▶ [Task statement]: A complete answer lists every line of the material where the string "Cannot" occurs.

▶ [Entries shown]:
────
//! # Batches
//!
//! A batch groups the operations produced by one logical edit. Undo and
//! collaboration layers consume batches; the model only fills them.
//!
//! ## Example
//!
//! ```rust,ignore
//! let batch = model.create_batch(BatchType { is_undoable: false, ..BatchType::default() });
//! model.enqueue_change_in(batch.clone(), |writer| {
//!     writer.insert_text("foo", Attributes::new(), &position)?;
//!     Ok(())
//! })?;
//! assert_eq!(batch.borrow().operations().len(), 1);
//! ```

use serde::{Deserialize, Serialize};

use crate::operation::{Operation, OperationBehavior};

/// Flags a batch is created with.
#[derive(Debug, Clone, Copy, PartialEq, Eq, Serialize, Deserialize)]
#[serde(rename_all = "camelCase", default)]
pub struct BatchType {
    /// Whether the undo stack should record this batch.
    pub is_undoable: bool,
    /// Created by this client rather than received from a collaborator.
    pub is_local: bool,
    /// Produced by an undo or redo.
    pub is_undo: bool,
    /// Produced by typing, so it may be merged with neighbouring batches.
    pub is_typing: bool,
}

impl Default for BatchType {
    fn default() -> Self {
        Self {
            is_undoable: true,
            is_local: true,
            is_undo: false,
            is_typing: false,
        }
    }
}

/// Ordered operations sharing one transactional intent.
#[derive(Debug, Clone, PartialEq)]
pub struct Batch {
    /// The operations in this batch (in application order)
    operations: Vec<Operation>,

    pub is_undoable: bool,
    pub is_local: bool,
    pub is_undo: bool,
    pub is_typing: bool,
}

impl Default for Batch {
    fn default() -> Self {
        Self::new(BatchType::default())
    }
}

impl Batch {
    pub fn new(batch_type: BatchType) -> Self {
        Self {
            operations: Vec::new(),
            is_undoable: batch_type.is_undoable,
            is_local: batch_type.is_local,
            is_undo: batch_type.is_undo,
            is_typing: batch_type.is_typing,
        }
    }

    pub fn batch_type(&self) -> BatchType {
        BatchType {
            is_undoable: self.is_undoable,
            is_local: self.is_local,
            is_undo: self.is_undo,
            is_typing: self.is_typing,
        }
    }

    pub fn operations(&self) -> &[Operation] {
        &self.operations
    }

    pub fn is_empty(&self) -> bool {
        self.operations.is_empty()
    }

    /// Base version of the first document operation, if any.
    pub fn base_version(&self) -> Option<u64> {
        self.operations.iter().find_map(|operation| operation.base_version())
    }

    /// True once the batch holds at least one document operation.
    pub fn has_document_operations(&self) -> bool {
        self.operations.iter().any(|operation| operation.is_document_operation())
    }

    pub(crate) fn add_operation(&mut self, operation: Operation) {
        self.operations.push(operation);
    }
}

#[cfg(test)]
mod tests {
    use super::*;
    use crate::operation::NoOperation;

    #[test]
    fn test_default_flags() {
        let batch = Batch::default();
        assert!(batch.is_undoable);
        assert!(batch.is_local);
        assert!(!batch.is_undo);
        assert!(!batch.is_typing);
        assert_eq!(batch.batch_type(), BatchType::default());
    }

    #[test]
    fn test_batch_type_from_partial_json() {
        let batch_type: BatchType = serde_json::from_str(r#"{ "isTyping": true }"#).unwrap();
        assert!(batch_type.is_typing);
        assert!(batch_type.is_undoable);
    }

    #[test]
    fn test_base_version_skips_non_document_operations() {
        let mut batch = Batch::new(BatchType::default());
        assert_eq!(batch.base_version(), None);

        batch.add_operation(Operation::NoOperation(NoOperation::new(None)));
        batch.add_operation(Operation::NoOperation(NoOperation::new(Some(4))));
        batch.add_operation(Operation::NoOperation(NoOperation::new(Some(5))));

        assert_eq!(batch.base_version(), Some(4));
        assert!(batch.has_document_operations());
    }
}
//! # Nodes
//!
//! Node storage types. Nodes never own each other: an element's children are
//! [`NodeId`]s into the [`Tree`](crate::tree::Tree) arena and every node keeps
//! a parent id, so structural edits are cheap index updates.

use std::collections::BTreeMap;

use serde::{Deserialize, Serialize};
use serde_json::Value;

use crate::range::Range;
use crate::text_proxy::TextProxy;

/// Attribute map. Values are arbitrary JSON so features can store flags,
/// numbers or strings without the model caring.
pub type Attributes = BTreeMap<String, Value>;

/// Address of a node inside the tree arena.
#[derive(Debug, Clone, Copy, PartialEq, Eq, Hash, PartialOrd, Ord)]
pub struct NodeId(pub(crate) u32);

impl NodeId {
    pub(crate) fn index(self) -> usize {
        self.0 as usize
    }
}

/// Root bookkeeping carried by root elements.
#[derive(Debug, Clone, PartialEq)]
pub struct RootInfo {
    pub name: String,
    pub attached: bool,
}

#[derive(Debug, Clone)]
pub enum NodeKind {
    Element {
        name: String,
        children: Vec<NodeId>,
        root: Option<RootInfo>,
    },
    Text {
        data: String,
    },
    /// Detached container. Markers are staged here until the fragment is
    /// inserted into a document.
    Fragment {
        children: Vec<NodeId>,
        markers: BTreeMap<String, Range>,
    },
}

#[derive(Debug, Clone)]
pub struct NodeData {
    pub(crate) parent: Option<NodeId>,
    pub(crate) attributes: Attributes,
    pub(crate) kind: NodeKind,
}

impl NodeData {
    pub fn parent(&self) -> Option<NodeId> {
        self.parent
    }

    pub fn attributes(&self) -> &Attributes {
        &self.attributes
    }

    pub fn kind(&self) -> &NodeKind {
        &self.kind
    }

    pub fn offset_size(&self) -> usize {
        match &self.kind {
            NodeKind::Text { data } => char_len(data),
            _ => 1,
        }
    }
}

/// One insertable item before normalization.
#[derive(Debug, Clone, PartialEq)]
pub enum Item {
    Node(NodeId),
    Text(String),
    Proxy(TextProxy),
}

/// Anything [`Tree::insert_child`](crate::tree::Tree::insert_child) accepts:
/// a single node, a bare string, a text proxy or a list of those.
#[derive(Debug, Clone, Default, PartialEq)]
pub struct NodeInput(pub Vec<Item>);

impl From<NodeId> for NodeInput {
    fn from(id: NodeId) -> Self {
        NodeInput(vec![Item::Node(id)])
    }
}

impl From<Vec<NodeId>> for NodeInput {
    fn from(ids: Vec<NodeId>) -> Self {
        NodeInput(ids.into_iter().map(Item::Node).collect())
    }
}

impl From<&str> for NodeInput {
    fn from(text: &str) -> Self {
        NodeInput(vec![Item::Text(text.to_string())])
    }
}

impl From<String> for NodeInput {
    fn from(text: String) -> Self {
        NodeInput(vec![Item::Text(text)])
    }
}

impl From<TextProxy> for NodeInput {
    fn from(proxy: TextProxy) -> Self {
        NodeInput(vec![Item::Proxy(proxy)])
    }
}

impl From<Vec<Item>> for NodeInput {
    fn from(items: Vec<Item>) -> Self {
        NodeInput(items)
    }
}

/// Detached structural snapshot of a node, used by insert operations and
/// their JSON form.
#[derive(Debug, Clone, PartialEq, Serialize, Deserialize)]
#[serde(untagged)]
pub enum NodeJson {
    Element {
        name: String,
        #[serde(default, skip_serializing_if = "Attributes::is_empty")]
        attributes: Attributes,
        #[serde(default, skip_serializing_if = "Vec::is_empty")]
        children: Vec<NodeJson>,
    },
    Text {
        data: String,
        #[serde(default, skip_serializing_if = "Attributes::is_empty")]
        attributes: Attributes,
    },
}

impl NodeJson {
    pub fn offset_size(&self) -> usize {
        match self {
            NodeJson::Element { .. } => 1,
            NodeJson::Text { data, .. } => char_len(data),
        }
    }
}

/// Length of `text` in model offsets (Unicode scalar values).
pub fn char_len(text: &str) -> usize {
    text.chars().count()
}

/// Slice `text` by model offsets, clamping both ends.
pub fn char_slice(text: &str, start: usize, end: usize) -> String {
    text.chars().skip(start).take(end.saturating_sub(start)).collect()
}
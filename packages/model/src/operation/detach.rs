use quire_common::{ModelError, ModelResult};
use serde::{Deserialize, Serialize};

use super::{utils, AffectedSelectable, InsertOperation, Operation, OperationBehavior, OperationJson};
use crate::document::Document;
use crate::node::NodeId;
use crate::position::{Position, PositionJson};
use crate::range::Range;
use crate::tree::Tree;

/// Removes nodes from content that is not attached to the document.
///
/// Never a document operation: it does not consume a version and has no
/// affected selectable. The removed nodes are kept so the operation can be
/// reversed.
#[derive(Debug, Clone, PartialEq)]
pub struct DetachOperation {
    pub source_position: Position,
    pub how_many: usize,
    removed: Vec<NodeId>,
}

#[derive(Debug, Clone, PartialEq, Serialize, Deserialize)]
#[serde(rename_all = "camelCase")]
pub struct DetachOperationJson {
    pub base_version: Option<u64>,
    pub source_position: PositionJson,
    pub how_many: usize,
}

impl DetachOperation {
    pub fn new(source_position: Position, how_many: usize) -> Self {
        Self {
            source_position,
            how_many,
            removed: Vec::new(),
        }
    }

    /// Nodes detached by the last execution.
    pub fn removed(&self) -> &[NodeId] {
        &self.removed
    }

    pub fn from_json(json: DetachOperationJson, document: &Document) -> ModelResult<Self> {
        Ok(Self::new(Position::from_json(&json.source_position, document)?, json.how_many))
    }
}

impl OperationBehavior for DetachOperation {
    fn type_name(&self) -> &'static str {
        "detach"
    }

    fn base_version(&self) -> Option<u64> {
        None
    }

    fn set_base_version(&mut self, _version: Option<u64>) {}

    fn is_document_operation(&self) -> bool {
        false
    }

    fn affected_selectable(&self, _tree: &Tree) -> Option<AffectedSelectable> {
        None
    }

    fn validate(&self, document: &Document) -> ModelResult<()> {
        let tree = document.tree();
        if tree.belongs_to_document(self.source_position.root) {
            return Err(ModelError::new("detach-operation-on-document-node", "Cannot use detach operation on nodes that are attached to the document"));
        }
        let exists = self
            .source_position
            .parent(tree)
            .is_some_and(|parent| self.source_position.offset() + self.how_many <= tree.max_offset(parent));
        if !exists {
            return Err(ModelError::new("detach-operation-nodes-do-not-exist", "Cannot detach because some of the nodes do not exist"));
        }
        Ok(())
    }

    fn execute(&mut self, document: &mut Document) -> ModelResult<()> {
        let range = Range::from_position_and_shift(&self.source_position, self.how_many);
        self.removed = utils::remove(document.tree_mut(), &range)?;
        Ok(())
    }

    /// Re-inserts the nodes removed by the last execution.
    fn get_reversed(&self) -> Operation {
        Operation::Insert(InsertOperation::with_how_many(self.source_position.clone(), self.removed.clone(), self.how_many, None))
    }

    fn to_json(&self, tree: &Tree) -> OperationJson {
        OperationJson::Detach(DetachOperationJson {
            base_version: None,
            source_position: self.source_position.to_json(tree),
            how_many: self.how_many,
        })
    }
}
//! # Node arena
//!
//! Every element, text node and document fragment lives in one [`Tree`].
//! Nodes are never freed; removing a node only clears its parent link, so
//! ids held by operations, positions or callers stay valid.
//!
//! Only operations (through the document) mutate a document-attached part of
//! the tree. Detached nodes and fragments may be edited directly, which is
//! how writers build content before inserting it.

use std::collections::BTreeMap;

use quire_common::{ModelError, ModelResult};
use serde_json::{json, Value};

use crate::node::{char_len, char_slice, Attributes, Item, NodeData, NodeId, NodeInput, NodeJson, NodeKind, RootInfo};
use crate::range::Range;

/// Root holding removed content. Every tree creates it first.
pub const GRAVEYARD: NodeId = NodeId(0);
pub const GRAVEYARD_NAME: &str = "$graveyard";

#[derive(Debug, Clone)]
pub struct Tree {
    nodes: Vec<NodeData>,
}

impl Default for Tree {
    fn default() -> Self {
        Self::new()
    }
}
────
▶ [The answer]:
            return Err(ModelError::new("detach-operation-on-document-node", "Cannot use detach operation on nodes that are attached to the document"));
            return Err(ModelError::new("detach-operation-nodes-do-not-exist", "Cannot detach because some of the nodes do not exist"));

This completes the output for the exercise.